R.current: AsyncValue<Continuation>
Awaiting this value returns current continuation object to the calling thread.
This object may be used to resume the computation from the same await R.current
expression, but next times it returns values passed to the
continuation resume
function, or it throws an exception if reject
function
is called.
The returned continuation object is a reference. It is not a clone. If some
variable is changed or the calling thread suspends on next await
/yield
the
object will be updated too. It is the responsibility of the caller to clone it.
This can be used to fork threads (like POSIX fork
function). The forked thread
can even survive process restart if stored in DB.
let cont
async function forkable() {
// ....
const current = await R.current
if (current) {
cont = clone(current)
// continue the same thread
} else {
// child thread
}
}
async function startChild() {
cont.resume()
}
The resume can receive any argument here. It will be a result of await
R.current
in forkable
. The test for a child thread in the sample may need a
change though.
Cloning and re-running the same continuation several times will execute
finally
blocks several times as well. This may be not desired behavior if the
blocks are used to clean some resources. Your library will need a special
combinator dynamic-wind to handle this, and it requires delimited continuations implemented in
@effectful/cc.
It works only in transpiled code.
R.idle: AsyncValue<Continuation>
It is the same as R.current
but the await
expression will be settled only if
the current scheduler has nothing enqueued.

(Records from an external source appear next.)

use crate::resume::{ResumeError, ResumeStore, validate_uri};
use crate::storage::Storage;
use crate::update::{UpdateError, UpdateStateMachine};

use retry::RetryPolicy;
use sink::PackageSink;
use source::PackageSource;
use transfer::{Outcome, Transfer};

#[derive(Debug, thiserror::Error)]
pub enum DownloadError {
    #[error("a download is already in progress")]
    Busy,
    #[error("invalid package uri: {0}")]
    InvalidUri(String),
    #[error("stored resume information is for {stored}, not {requested}")]
    ResumeMismatch { stored: String, requested: String },
    #[error("no download in progress")]
    NotActive,
    #[error("the download is already being stopped")]
    Stopping,
    #[error("bytes left to download are undefined in the current state")]
    Undefined,
    #[error(transparent)]
    Update(#[from] UpdateError),
    #[error(transparent)]
    Resume(#[from] ResumeError),
    #[error("downloader task stopped")]
    Stopped,
}

/// What to download.
#[derive(Debug, Clone, PartialEq, Eq)]
pub struct DownloadRequest {
    pub uri: String,
    pub kind: UpdateType,
    /// Continue from the stored resume offset instead of starting over.
    pub resume: bool,
    pub expected_digest: Option<blake3::Hash>,
}

impl DownloadRequest {
    pub fn new(uri: impl Into<String>, kind: UpdateType) -> Self {
        Self {
            uri: uri.into(),
            kind,
            resume: false,
            expected_digest: None,
        }
    }

    pub fn resume(mut self, resume: bool) -> Self {
        self.resume = resume;
        self
    }

    pub fn expected_digest(mut self, digest: Option<blake3::Hash>) -> Self {
        self.expected_digest = digest;
        self
    }
}

/// Reported to the session context as transfers progress.
#[derive(Debug, Clone, PartialEq, Eq)]
pub enum DownloaderEvent {
    Started {
        kind: UpdateType,
        offset: u64,
    },
    Progress {
        kind: UpdateType,
        bytes_downloaded: u64,
        total_size: Option<u64>,
        percent: u8,
    },
    /// Downloaded and verified; the update waits for installation.
    Completed {
        kind: UpdateType,
    },
    Failed {
        kind: UpdateType,
        result: UpdateResult,
    },
    /// Stopped with resume information kept.
    Suspended {
        kind: UpdateType,
        bytes_left: Option<u64>,
    },
    Aborted {
        kind: UpdateType,
    },
}

#[derive(Debug, Clone)]
pub struct DownloaderConfig {
    pub retry: RetryPolicy,
    /// Longest wait for the next chunk before the attempt counts as failed.
    pub chunk_timeout: Duration,
}

impl Default for DownloaderConfig {
    fn default() -> Self {
        Self {
            retry: RetryPolicy::default(),
            chunk_timeout: Duration::from_secs(30),
        }
    }
}

type Reply<T> = oneshot::Sender<Result<T, DownloadError>>;

enum Command {
    Start {
        request: DownloadRequest,
        reply: Reply<()>,
    },
    Abort {
        kind: UpdateType,
        reply: Reply<()>,
    },
    Suspend {
        reply: Reply<()>,
    },
    BytesLeft {
        reply: Reply<u64>,
    },
    IsBusy {
        reply: oneshot::Sender<bool>,
    },
}

enum StopReason {
    Abort,
    Suspend,
}

struct Active {
    kind: UpdateType,
    expected_digest: Option<blake3::Hash>,
    token: CancellationToken,
    stop: Option<(StopReason, Reply<()>)>,
}

/// Client side of the download context.
#[derive(Clone)]
pub struct DownloaderHandle {
    tx: mpsc::Sender<Command>,
}

impl DownloaderHandle {
    async fn request<T>(
        &self,
        make: impl FnOnce(Reply<T>) -> Command,
    ) -> Result<T, DownloadError> {
        let (reply, rx) = oneshot::channel();
        self.tx
            .send(make(reply))
            .await
            .map_err(|_| DownloadError::Stopped)?;
        rx.await.map_err(|_| DownloadError::Stopped)?
    }

    /// Start a transfer. Fails with [`DownloadError::Busy`] while another one
    /// is running.
    pub async fn start_download(&self, request: DownloadRequest) -> Result<(), DownloadError> {
        self.request(|reply| Command::Start { request, reply }).await
    }

    /// Stop the transfer of `kind`, forget its resume information and return
    /// the update to idle. Replies once the transfer has ended.
    pub async fn abort_download(&self, kind: UpdateType) -> Result<(), DownloadError> {
        self.request(|reply| Command::Abort { kind, reply }).await
    }

    /// Stop the running transfer but keep its resume information.
    pub async fn suspend_download(&self) -> Result<(), DownloadError> {
        self.request(|reply| Command::Suspend { reply }).await
    }

    pub async fn bytes_left_to_download(&self) -> Result<u64, DownloadError> {
        self.request(|reply| Command::BytesLeft { reply }).await
    }

    pub async fn is_busy(&self) -> bool {
        let (reply, rx) = oneshot::channel();
        if self.tx.send(Command::IsBusy { reply }).await.is_err() {
            return false;
        }
        rx.await.unwrap_or(false)
    }
}

/// Dependencies of the download context.
pub struct Downloader<S> {
    resume: ResumeStore<S>,
    update: UpdateStateMachine<S>,
    source: Arc<dyn PackageSource>,
    sink: Arc<dyn PackageSink>,
    config: DownloaderConfig,
    events: mpsc::UnboundedSender<DownloaderEvent>,
    active: Option<Active>,
}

Using it instead of R.current
makes programs more deterministic. Also no needs
to serialize scheduler state. The default scheduler isn't even serializable. It
uses JS engine's event loop.
It works only in transpiled code.
R.abort: AsyncValue
Awaiting R.abort
stops execution without returning any result. It
can be used to cancel further execution if the corresponding
continuation is cloned and will be executed after.
It is similar to awaiting never settling Promise but without holding a
reference to its local variables. They can be garbage
collected. However finally
blocks aren't executed. If a program
needs cleaning some resources in finally
block, better throw some
exception and catch it somewhere in top-level.

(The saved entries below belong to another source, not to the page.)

use std::path::{Path, PathBuf};

use async_trait::async_trait;
use avc_core::UpdateType;
use tracing::info;

#[derive(Debug, thiserror::Error)]
pub enum InstallError {
    #[error("failed to run installer: {0}")]
    Spawn(#[from] std::io::Error),
    #[error("installer exited with status {0:?}")]
    Exited(Option<i32>),
}

/// Applies a downloaded and verified package.
#[async_trait]
pub trait Installer: Send + Sync + 'static {
    async fn install(&self, kind: UpdateType, package: &Path) -> Result<(), InstallError>;
}

/// Accepts every package without touching the system.
pub struct NoopInstaller;

#[async_trait]
impl Installer for NoopInstaller {
    async fn install(&self, kind: UpdateType, package: &Path) -> Result<(), InstallError> {
        info!(kind = %kind, package = %package.display(), "noop installer accepted package");
        Ok(())
    }
}

/// Runs an external program as `<program> <args..> <kind> <package>`.
pub struct CommandInstaller {
    program: PathBuf,
    args: Vec<String>,
}

impl CommandInstaller {
    pub fn new(program: impl Into<PathBuf>, args: Vec<String>) -> Self {
        Self {
            program: program.into(),
            args,
        }
    }
}

#[async_trait]
impl Installer for CommandInstaller {
    async fn install(&self, kind: UpdateType, package: &Path) -> Result<(), InstallError> {
        info!(program = %self.program.display(), kind = %kind, "running installer");

        let status = tokio::process::Command::new(&self.program)
            .args(&self.args)
            .arg(kind.as_str())
            .arg(package)
            .status()
            .await?;

        if status.success() {
            Ok(())
        } else {
            Err(InstallError::Exited(status.code()))
        }
    }
}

It works only in transpiled code.
R.managed: AsyncValue<boolean>
This returns true if the currently running thread is transpiled to support the
other control combinators (R.current
/R.idle
/R.abort
/R.lock
).
Helpers
R.all(arg: Iterable<AsyncValue>): AsyncValue<any[]>
An alternative for ECMAScript Promise.all
. The result is serializable if all
elements of arg
are.
R.any(arg: Iterable<AsyncValue>): AsyncValue
An alternative for ECMAScript Promise.race
. The result is serializable if all
elements of arg
are.
R.producer(): Producer
Returns an AsyncIterator object with functions send
/stop
to provide some
next value and to finish it resp.
R.lock(): AsyncValue & Continuation
A helper to implement different threads combinators. Returns an object which is
both an AsyncValue and a Continuation. Awaiting the object will block the thread
until resume
or reject
method of the same object is called.
It works only in transpiled code.
Performance
At the time of writing this, @effectful generators implementation is faster than natives for all mainstream engines. But anyway, this is usually a very small part of the whole program to care about.
Implementing persistence requires replacing local variable references with object's member access. It is an overhead, but modern engines handle it well.
License
Distributed under the terms of the The MIT License (MIT).